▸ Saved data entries
=====

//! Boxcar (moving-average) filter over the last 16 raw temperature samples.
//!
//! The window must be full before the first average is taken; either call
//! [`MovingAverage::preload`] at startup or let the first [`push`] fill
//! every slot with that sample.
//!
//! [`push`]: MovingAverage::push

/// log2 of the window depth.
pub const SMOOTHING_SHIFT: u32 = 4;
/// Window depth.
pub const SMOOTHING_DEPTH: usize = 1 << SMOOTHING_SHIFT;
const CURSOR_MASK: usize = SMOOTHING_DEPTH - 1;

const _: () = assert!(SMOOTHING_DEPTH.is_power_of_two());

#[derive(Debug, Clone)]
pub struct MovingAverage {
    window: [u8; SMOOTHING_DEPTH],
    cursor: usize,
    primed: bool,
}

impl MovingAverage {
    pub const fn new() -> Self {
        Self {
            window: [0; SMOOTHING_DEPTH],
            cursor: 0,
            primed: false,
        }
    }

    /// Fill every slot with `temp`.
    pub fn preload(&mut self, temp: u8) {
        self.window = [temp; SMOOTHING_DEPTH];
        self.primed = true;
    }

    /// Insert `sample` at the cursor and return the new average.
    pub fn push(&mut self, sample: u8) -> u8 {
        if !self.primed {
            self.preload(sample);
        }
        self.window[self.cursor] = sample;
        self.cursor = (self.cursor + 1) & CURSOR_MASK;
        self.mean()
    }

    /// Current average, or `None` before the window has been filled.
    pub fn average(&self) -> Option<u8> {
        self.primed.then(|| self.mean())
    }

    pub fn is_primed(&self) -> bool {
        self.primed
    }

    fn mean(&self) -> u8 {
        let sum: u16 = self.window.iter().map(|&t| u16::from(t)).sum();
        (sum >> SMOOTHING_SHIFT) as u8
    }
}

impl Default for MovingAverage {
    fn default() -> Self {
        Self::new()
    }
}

=====

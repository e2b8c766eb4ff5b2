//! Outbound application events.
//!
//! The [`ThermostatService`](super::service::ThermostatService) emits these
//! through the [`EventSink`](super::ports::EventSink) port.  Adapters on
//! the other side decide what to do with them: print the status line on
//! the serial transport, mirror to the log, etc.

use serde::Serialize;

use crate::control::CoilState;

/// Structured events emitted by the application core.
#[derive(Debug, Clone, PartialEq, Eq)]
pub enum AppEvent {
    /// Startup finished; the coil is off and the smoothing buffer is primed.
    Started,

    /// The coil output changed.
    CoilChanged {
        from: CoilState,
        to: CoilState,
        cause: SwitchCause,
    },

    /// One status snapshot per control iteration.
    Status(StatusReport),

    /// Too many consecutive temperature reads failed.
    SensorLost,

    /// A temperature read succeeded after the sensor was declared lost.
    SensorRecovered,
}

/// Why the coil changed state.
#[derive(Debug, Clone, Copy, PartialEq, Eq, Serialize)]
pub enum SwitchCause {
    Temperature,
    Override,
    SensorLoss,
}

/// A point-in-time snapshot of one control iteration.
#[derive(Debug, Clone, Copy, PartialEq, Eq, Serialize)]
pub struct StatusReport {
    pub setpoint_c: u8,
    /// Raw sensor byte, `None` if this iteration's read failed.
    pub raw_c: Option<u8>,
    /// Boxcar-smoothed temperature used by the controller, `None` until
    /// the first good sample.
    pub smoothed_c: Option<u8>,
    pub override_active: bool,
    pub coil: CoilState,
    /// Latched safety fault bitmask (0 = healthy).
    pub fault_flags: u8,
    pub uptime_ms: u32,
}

=====

▸ Try it
Retype the portion of the data above that starts on the line with "the new average." and finishes on the line with "pub fn average(&self)", including both of those lines.

▸ The completed task
    /// Insert `sample` at the cursor and return the new average.
    pub fn push(&mut self, sample: u8) -> u8 {
        if !self.primed {
            self.preload(sample);
        }
        self.window[self.cursor] = sample;
        self.cursor = (self.cursor + 1) & CURSOR_MASK;
        self.mean()
    }

    /// Current average, or `None` before the window has been filled.
    pub fn average(&self) -> Option<u8> {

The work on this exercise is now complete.